The idea has gotten out there that proponents of measuring and rewarding high-quality teaching are somehow engaged in “teacher-bashing.” I think that’s one part bad faith on the part of our antagonists, one part misunderstanding on the part of people who don’t follow the issue closely, and at least one part our own fault for focusing too much on the negative. So I think it’s great that as part of its big data dump on teacher quality in the LA Unified School District, the LA Times took the time to write a profile of one of the city’s most effective teachers, third grade English teacher Zenaida Tan. Her students show much bigger gains in both reading and math competency over the course of the year than do the average teacher’s students.
The LAT notes that the current system doesn’t allow Tan to be recognized as the brilliant teacher she is:
By the LAUSD’s measure, Tam simply “meets standard performance,” as virtually all district teachers do — evaluators’ only other option is “below standard performance.” On a recent evaluation, her principal, Oliver Ramirez, checked off all the appropriate boxes, Tan said — then noted that she had been late to pick up her students from recess three times.
“I threw it away because I got upset,” Tan said. “Why don’t you focus on my teaching?! Why don’t you focus on where my students are?”
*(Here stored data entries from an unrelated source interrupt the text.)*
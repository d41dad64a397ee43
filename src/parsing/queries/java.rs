pub const QUERY: &str = r#"
(class_declaration name: (identifier) @name) @definition.class

(interface_declaration name: (identifier) @name) @definition.interface

(enum_declaration name: (identifier) @name) @definition.enum

(method_declaration name: (identifier) @name) @definition.method

(constructor_declaration name: (identifier) @name) @definition.constructor

(field_declaration declarator: (variable_declarator name: (identifier) @name)) @definition.field
"#;
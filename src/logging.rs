//! Unified logging for debug output.
//!
//! Provides compact timestamped logging with per-module level configuration.
//! Supports `RUST_LOG` environment variable for runtime overrides.
//!
//! # Configuration
//!
//! ```toml
//! [logging]
//! default = "warn"  # quiet by default
//!
//! [logging.modules]
//! cli = "debug"     # enable CLI debug logs
//! ```
//!
//! # Environment Variable
//!
//! `RUST_LOG` takes precedence over config:
//! ```bash
//! RUST_LOG=debug cog index
//! RUST_LOG=cli=debug,watcher=trace cog mcp
//! ```

use std::sync::Once;
use tracing_subscriber::fmt::time::FormatTime;
use tracing_subscriber::layer::SubscriberExt;
use tracing_subscriber::util::SubscriberInitExt;
use tracing_subscriber::{EnvFilter, Layer};

use crate::config::LoggingConfig;

static INIT: Once = Once::new();

/// Compact time format: HH:MM:SS.mmm
struct CompactTime;

impl FormatTime for CompactTime {
    fn format_time(&self, w: &mut tracing_subscriber::fmt::format::Writer<'_>) -> std::fmt::Result {
        write!(w, "{}", chrono::Local::now().format("%H:%M:%S%.3f"))
    }
}

/// Initialize logging with configuration.
///
/// Call once at startup. Safe to call multiple times (only first call takes effect).
/// `RUST_LOG` takes precedence over config settings.
pub fn init_with_config(config: &LoggingConfig) {
    INIT.call_once(|| {
        let filter = if std::env::var("RUST_LOG").is_ok() {
            EnvFilter::from_default_env()
        } else {
            let mut filter_str = config.default.clone();
            for (module, level) in &config.modules {
                filter_str.push_str(&format!(",{module}={level}"));
            }
            EnvFilter::new(&filter_str)
        };

        let fmt_layer = tracing_subscriber::fmt::layer()
            .with_target(true)
            .with_timer(CompactTime)
            .with_level(true)
            .with_writer(std::io::stderr)
            .with_filter(filter);

        tracing_subscriber::registry().with(fmt_layer).init();
    });
}

/// Initialize logging with default configuration (quiet, `warn` level).
pub fn init() {
    init_with_config(&LoggingConfig::default());
}

/// Log an event with subsystem context.
#[macro_export]
macro_rules! log_event {
    ($handler:expr, $event:expr) => {
        tracing::info!("[{}] {}", $handler, $event)
    };
    ($handler:expr, $event:expr, $($arg:tt)*) => {
        tracing::info!("[{}] {}: {}", $handler, $event, format!($($arg)*))
    };
}

/// Debug-only event logging.
#[macro_export]
macro_rules! debug_event {
    ($handler:expr, $event:expr) => {
        tracing::debug!("[{}] {}", $handler, $event)
    };
    ($handler:expr, $event:expr, $($arg:tt)*) => {
        tracing::debug!("[{}] {}: {}", $handler, $event, format!($($arg)*))
    };
}
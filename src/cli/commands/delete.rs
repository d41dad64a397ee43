//! `code/delete FILE` (spec.md §6).

use std::path::Path;

use crate::error::IndexResult;
use crate::indexing::transaction::MutationTransaction;
use crate::indexing::Maintainer;

pub fn run(maintainer: &Maintainer, file: &Path) -> IndexResult<()> {
    let txn = MutationTransaction::begin(maintainer, file.to_path_buf())?;
    txn.commit(None)?;
    maintainer.store().persist()
}
//! Index Store query modes (spec.md §4.D `Query`): `find`, `refs`,
//! `symbols`, `structure`.

use std::collections::BTreeMap;

use serde::Serialize;
use serde_json::{json, Value};

use crate::storage::store::IndexStore;
use crate::symbol::{Document, Occurrence};
use crate::types::{SymbolKind, SymbolRole};

#[derive(Debug, Clone, Default)]
pub struct QueryArgs {
    pub name: Option<String>,
    pub file: Option<String>,
    pub kind: Option<SymbolKind>,
    pub limit: Option<usize>,
}

#[derive(Debug, Serialize)]
struct ResultEntry {
    path: String,
    line: u32,
    column: u32,
    name: String,
    kind: i32,
    enclosing_range: [u32; 4],
}

/// Parses a `--kind` CLI/MCP argument (a lowercase kind name) into a
/// `SymbolKind`. Query results themselves report `kind` numerically
/// (spec.md §3's wire-contractual values); this lowercase form is only the
/// filter argument's surface.
pub fn parse_kind(tag: &str) -> Option<SymbolKind> {
    Some(match tag.to_ascii_lowercase().as_str() {
        "class" => SymbolKind::Class,
        "constant" => SymbolKind::Constant,
        "constructor" => SymbolKind::Constructor,
        "field" => SymbolKind::Field,
        "function" => SymbolKind::Function,
        "interface" => SymbolKind::Interface,
        "implementation" => SymbolKind::Implementation,
        "macro" => SymbolKind::Macro,
        "method" => SymbolKind::Method,
        "module" => SymbolKind::Module,
        "namespace" => SymbolKind::Namespace,
        "trait" => SymbolKind::Trait,
        "type" => SymbolKind::Type,
        "variable" => SymbolKind::Variable,
        "enum" => SymbolKind::Enum,
        "struct" => SymbolKind::Struct,
        "property" => SymbolKind::Property,
        _ => return None,
    })
}

/// JSON object keys must be strings; `structure`'s `symbols_by_kind` map is
/// keyed by the numeric `SymbolKind` value, stringified, per spec.md §3's
/// wire-contractual numbering (e.g. `{"17": 2, "49": 1}`).
fn kind_key(kind: SymbolKind) -> String {
    kind.as_i32().to_string()
}

struct Candidate<'a> {
    doc: &'a Document,
    occ: &'a Occurrence,
    exact_case: bool,
    kind_match: bool,
    display_name: &'a str,
    kind: SymbolKind,
}

fn collect_candidates<'a>(
    documents: &'a [Document],
    name: &str,
    kind: Option<SymbolKind>,
    definitions_only: bool,
) -> Vec<Candidate<'a>> {
    let mut out = Vec::new();
    for doc in documents {
        for occ in &doc.occurrences {
            if definitions_only && !occ.roles.has(SymbolRole::DEFINITION) {
                continue;
            }
            let Some(info) = doc.symbols.iter().find(|s| s.symbol == occ.symbol) else {
                continue;
            };
            if !info.display_name.eq_ignore_ascii_case(name) {
                continue;
            }
            out.push(Candidate {
                doc,
                occ,
                exact_case: info.display_name == name,
                kind_match: kind.is_none_or(|k| k == info.kind),
                display_name: info.display_name.as_str(),
                kind: info.kind,
            });
        }
    }
    out
}

/// Ranks and truncates candidates per the five-key ordering spec.md's
/// `find` bullet specifies: exact case, kind-filter match, shallower path,
/// lexicographic path, then line number.
fn rank(mut candidates: Vec<Candidate<'_>>, kind_filter_supplied: bool, limit: usize) -> Vec<Candidate<'_>> {
    candidates.sort_by(|a, b| {
        b.exact_case
            .cmp(&a.exact_case)
            .then_with(|| {
                if kind_filter_supplied {
                    b.kind_match.cmp(&a.kind_match)
                } else {
                    std::cmp::Ordering::Equal
                }
            })
            .then_with(|| {
                let depth_a = a.doc.relative_path.matches('/').count();
                let depth_b = b.doc.relative_path.matches('/').count();
                depth_a.cmp(&depth_b)
            })
            .then_with(|| a.doc.relative_path.cmp(&b.doc.relative_path))
            .then_with(|| a.occ.range.start_line.cmp(&b.occ.range.start_line))
    });
    candidates.truncate(limit);
    candidates
}

fn to_entry(c: &Candidate<'_>) -> ResultEntry {
    ResultEntry {
        path: c.doc.relative_path.clone(),
        line: c.occ.range.start_line,
        column: c.occ.range.start_char,
        name: c.display_name.to_string(),
        kind: c.kind.as_i32(),
        enclosing_range: [
            c.occ.enclosing_range.start_line,
            c.occ.enclosing_range.start_char,
            c.occ.enclosing_range.end_line,
            c.occ.enclosing_range.end_char,
        ],
    }
}

/// `find(name, kind?, limit)`: exact matches on `display_name` among
/// Definition occurrences, limit defaults to 1.
pub fn find(store: &IndexStore, args: &QueryArgs) -> Value {
    let name = args.name.as_deref().unwrap_or_default();
    let limit = args.limit.unwrap_or(1);
    store.with_index(|index| {
        let candidates = collect_candidates(&index.documents, name, args.kind, true);
        let ranked = rank(candidates, args.kind.is_some(), limit);
        let results: Vec<ResultEntry> = ranked.iter().map(to_entry).collect();
        json!({ "results": results })
    })
}

/// `refs(name, kind?, limit)`: all occurrences (Definition and reference
/// roles alike) whose display name matches; limit defaults to 100.
pub fn refs(store: &IndexStore, args: &QueryArgs) -> Value {
    let name = args.name.as_deref().unwrap_or_default();
    let limit = args.limit.unwrap_or(100);
    store.with_index(|index| {
        let candidates = collect_candidates(&index.documents, name, args.kind, false);
        let ranked = rank(candidates, args.kind.is_some(), limit);
        let results: Vec<ResultEntry> = ranked.iter().map(to_entry).collect();
        json!({ "results": results })
    })
}

/// `symbols(file, kind?)`: every `SymbolInformation` in the document at
/// `file`, filtered by kind if supplied.
pub fn symbols(store: &IndexStore, args: &QueryArgs) -> Value {
    let file = args.file.as_deref().unwrap_or_default();
    store.with_index(|index| {
        let Some(doc) = index.find_document(file) else {
            return json!({ "symbols": [] });
        };
        let entries: Vec<Value> = doc
            .symbols
            .iter()
            .filter(|s| args.kind.is_none_or(|k| k == s.kind))
            .map(|s| {
                let occ = doc.occurrences.iter().find(|o| o.symbol == s.symbol);
                json!({
                    "name": s.display_name,
                    "kind": s.kind.as_i32(),
                    "line": occ.map(|o| o.range.start_line),
                    "column": occ.map(|o| o.range.start_char),
                })
            })
            .collect();
        json!({ "symbols": entries })
    })
}

/// `structure`: per top-level directory, document count and symbol counts
/// by kind.
pub fn structure(store: &IndexStore) -> Value {
    store.with_index(|index| {
        let mut by_dir: BTreeMap<String, (usize, BTreeMap<String, usize>)> = BTreeMap::new();
        for doc in &index.documents {
            let top = doc
                .relative_path
                .split_once('/')
                .map(|(dir, _)| dir.to_string())
                .unwrap_or_else(|| ".".to_string());
            let entry = by_dir.entry(top).or_default();
            entry.0 += 1;
            for sym in &doc.symbols {
                *entry.1.entry(kind_key(sym.kind)).or_insert(0) += 1;
            }
        }
        let structure: serde_json::Map<String, Value> = by_dir
            .into_iter()
            .map(|(dir, (documents, kinds))| {
                (
                    dir,
                    json!({
                        "documents": documents,
                        "symbols_by_kind": kinds,
                    }),
                )
            })
            .collect();
        json!({ "structure": structure })
    })
}
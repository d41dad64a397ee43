pub const QUERY: &str = r#"
(function_definition declarator: (function_declarator declarator: (identifier) @name)) @definition.function

(struct_specifier name: (type_identifier) @name body: (field_declaration_list)) @definition.struct

(enum_specifier name: (type_identifier) @name body: (enumerator_list)) @definition.enum

(type_definition declarator: (type_identifier) @name) @definition.type
"#;
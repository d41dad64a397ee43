//! Workspace Watcher (spec.md §4.E): delivers filtered, debounced change
//! events for paths the Grammar Registry recognizes.

pub mod debouncer;
pub mod filter;

use std::path::{Path, PathBuf};
use std::sync::Arc;
use std::time::Duration;

use notify::{Event, EventKind, RecursiveMode, Watcher as _};
use tokio::sync::mpsc;
use tokio_util::sync::CancellationToken;

use crate::error::{WatchError, WatchResult};
use crate::parsing::GrammarRegistry;

use debouncer::Debouncer;

#[derive(Debug, Clone, Copy, PartialEq, Eq)]
pub enum ChangeKind {
    Modified,
    Removed,
}

#[derive(Debug, Clone)]
pub struct WatchEvent {
    pub relative_path: String,
    pub kind: ChangeKind,
}

/// Runs the watch loop until `shutdown` is cancelled, sending filtered and
/// debounced `WatchEvent`s to `sink`. Debounce window and poll interval are
/// both 500ms per spec.md §5 ("shutdown within one poll interval").
pub async fn run(
    workspace_root: PathBuf,
    registry: Arc<GrammarRegistry>,
    debounce_ms: u64,
    shutdown: CancellationToken,
    sink: mpsc::Sender<WatchEvent>,
) -> WatchResult<()> {
    let (tx, mut rx) = mpsc::channel::<notify::Result<Event>>(256);
    let mut watcher = notify::recommended_watcher(move |res: notify::Result<Event>| {
        let _ = tx.blocking_send(res);
    })
    .map_err(WatchError::from)?;

    watcher
        .watch(&workspace_root, RecursiveMode::Recursive)
        .map_err(|source| WatchError::Install {
            path: workspace_root.clone(),
            source,
        })?;

    crate::log_event!("watcher", "started", "{}", workspace_root.display());

    let mut debouncer = Debouncer::new(debounce_ms);
    let mut removed: Vec<PathBuf> = Vec::new();

    loop {
        let poll = tokio::time::sleep(Duration::from_millis(500.min(debounce_ms.max(1))));
        tokio::pin!(poll);

        tokio::select! {
            _ = shutdown.cancelled() => {
                crate::log_event!("watcher", "shutdown");
                return Ok(());
            }
            maybe = rx.recv() => {
                match maybe {
                    Some(Ok(event)) => handle_event(event, &registry, &mut debouncer, &mut removed),
                    Some(Err(e)) => {
                        tracing::error!("watcher backend error: {e}");
                    }
                    None => {
                        tracing::warn!("watcher channel closed, degrading to no live updates");
                        return Ok(());
                    }
                }
            }
            _ = &mut poll => {
                flush_ready(&workspace_root, &mut debouncer, &mut removed, &sink).await;
            }
        }
    }
}

fn handle_event(
    event: Event,
    registry: &GrammarRegistry,
    debouncer: &mut Debouncer,
    removed: &mut Vec<PathBuf>,
) {
    for path in event.paths {
        if !filter::should_watch(&path, registry) {
            continue;
        }
        match event.kind {
            EventKind::Remove(_) => {
                debouncer.remove(&path);
                removed.push(path);
            }
            EventKind::Create(_) | EventKind::Modify(_) => {
                debouncer.record(path);
            }
            _ => {}
        }
    }
}

async fn flush_ready(
    workspace_root: &Path,
    debouncer: &mut Debouncer,
    removed: &mut Vec<PathBuf>,
    sink: &mpsc::Sender<WatchEvent>,
) {
    for path in removed.drain(..) {
        if let Some(relative_path) = relativize(workspace_root, &path) {
            let _ = sink
                .send(WatchEvent {
                    relative_path,
                    kind: ChangeKind::Removed,
                })
                .await;
        }
    }
    for path in debouncer.take_ready() {
        // A rename-as-modify (common on macOS) can leave a path that no
        // longer exists; treat it as a removal instead.
        let kind = if path.exists() {
            ChangeKind::Modified
        } else {
            ChangeKind::Removed
        };
        if let Some(relative_path) = relativize(workspace_root, &path) {
            let _ = sink.send(WatchEvent { relative_path, kind }).await;
        }
    }
}

fn relativize(root: &Path, path: &Path) -> Option<String> {
    path.strip_prefix(root)
        .ok()
        .map(|p| p.to_string_lossy().replace('\\', "/"))
}
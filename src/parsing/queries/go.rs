pub const QUERY: &str = r#"
(function_declaration name: (identifier) @name) @definition.function

(method_declaration name: (field_identifier) @name) @definition.method

(type_spec name: (type_identifier) @name type: (struct_type)) @definition.struct

(type_spec name: (type_identifier) @name type: (interface_type)) @definition.interface

(const_spec name: (identifier) @name) @definition.constant

(var_spec name: (identifier) @name) @definition.variable
"#;
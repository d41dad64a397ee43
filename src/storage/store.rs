//! Index Store (spec.md §4.D): owns the in-memory `Index`, applies
//! `Replace`/`Remove`/`Rename` atomically under a single shared/exclusive
//! lock, and persists to disk.

use std::collections::HashMap;
use std::path::{Path, PathBuf};

use parking_lot::RwLock;

use crate::error::IndexResult;
use crate::storage::persistence;
use crate::symbol::{Document, Index};

struct IndexState {
    index: Index,
    /// relative path -> index into `index.documents`, for O(1) Replace/Remove
    /// (spec.md §4.D "use a path → index mapping beside the list").
    path_to_slot: HashMap<Box<str>, usize>,
}

impl IndexState {
    fn rebuild_slots(&mut self) {
        self.path_to_slot.clear();
        for (slot, doc) in self.index.documents.iter().enumerate() {
            self.path_to_slot
                .insert(doc.relative_path.as_str().into(), slot);
        }
    }
}

/// Owns the workspace's live index plus the `.cog/index.scip` path it
/// persists to. A single `RwLock` realizes the "readers proceed
/// concurrently, mutations are exclusive" concurrency model (spec.md §5).
pub struct IndexStore {
    on_disk_path: PathBuf,
    state: RwLock<IndexState>,
}

impl IndexStore {
    /// `Load` (spec.md §4.D): reads the existing index, or starts empty.
    pub fn load(on_disk_path: PathBuf) -> IndexResult<Self> {
        let index = persistence::load(&on_disk_path)?;
        let mut state = IndexState {
            index,
            path_to_slot: HashMap::new(),
        };
        state.rebuild_slots();
        Ok(Self {
            on_disk_path,
            state: RwLock::new(state),
        })
    }

    pub fn on_disk_path(&self) -> &Path {
        &self.on_disk_path
    }

    /// `Replace` (spec.md §4.D): removes any existing document at the same
    /// path, then inserts `document`.
    pub fn replace(&self, document: Document) {
        let mut state = self.state.write();
        let path: Box<str> = document.relative_path.as_str().into();
        if let Some(&slot) = state.path_to_slot.get(&path) {
            state.index.documents[slot] = document;
        } else {
            let slot = state.index.documents.len();
            state.index.documents.push(document);
            state.path_to_slot.insert(path, slot);
        }
    }

    /// `Remove` (spec.md §4.D): idempotent drop of the document at `path`.
    pub fn remove(&self, relative_path: &str) {
        let mut state = self.state.write();
        let Some(slot) = state.path_to_slot.remove(relative_path) else {
            return;
        };
        state.index.documents.swap_remove(slot);
        state.rebuild_slots();
    }

    /// `Rename` (spec.md §4.D): atomically drop `old` and insert `new_document`
    /// under `new`. Symbol IDs embedded in `new_document` are left exactly as
    /// the extractor produced them — they are opaque and not path-rewritten.
    pub fn rename(&self, old: &str, new: &str, new_document: Document) {
        debug_assert_eq!(new_document.relative_path, new);
        let mut state = self.state.write();
        if let Some(slot) = state.path_to_slot.remove(old) {
            state.index.documents.swap_remove(slot);
        }
        let path: Box<str> = new.into();
        if let Some(&slot) = state.path_to_slot.get(&path) {
            state.index.documents[slot] = new_document;
        } else {
            let slot = state.index.documents.len();
            state.index.documents.push(new_document);
            state.path_to_slot.insert(path, slot);
        }
        state.rebuild_slots();
    }

    /// `Persist` (spec.md §4.D): atomically rewrites the on-disk index.
    /// Holds the lock for the whole encode+write+rename, per §5.
    pub fn persist(&self) -> IndexResult<()> {
        let state = self.state.read();
        persistence::persist(&self.on_disk_path, &state.index)
    }

    /// Read-only snapshot access for queries (§4.D `Query`). The lock is
    /// held only for the duration of `f`.
    pub fn with_index<R>(&self, f: impl FnOnce(&Index) -> R) -> R {
        let state = self.state.read();
        f(&state.index)
    }

    pub fn document_count(&self) -> usize {
        self.state.read().index.documents.len()
    }

    pub fn symbol_count(&self) -> usize {
        self.state
            .read()
            .index
            .documents
            .iter()
            .map(|d| d.symbols.len())
            .sum()
    }
}

#[cfg(test)]
mod tests {
    use super::*;

    fn temp_store() -> (tempfile::TempDir, IndexStore) {
        let dir = tempfile::tempdir().unwrap();
        let path = dir.path().join(".cog").join("index.scip");
        let store = IndexStore::load(path).unwrap();
        (dir, store)
    }

    #[test]
    fn replace_then_remove_round_trips() {
        let (_dir, store) = temp_store();
        store.replace(Document::new("a.rs", "rust"));
        assert_eq!(store.document_count(), 1);
        store.remove("a.rs");
        assert_eq!(store.document_count(), 0);
        store.remove("a.rs"); // idempotent
        assert_eq!(store.document_count(), 0);
    }

    #[test]
    fn replace_on_existing_path_overwrites_not_appends() {
        let (_dir, store) = temp_store();
        store.replace(Document::new("a.rs", "rust"));
        store.replace(Document::new("a.rs", "rust"));
        assert_eq!(store.document_count(), 1);
    }

    #[test]
    fn rename_moves_the_document_under_the_new_path() {
        let (_dir, store) = temp_store();
        store.replace(Document::new("a.rs", "rust"));
        store.rename("a.rs", "b.rs", Document::new("b.rs", "rust"));
        assert_eq!(store.document_count(), 1);
        assert!(store.with_index(|i| i.find_document("b.rs").is_some()));
        assert!(store.with_index(|i| i.find_document("a.rs").is_none()));
    }

    #[test]
    fn persist_and_reload_survives_a_store_restart() {
        let dir = tempfile::tempdir().unwrap();
        let path = dir.path().join(".cog").join("index.scip");
        let store = IndexStore::load(path.clone()).unwrap();
        store.replace(Document::new("a.rs", "rust"));
        store.persist().unwrap();

        let reloaded = IndexStore::load(path).unwrap();
        assert_eq!(reloaded.document_count(), 1);
    }
}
As Kevin Carey says if you care about recognizing the contributions teachers make to society, you should be supporting the development and deployment of measures of quality. Excellent teachers deserve to be paid enough money to keep them teaching, and they deserve acknowledgment for the crucial role they play in shaping the nation’s future for the better. But it’s impossible for them to get the acknowledgment they deserve if we assess them only on crude measures like “does she have a master’s degree?” and “did she show up on time for recess?” The main point of school is to teach kids stuff, so we need to measure what kids are learning.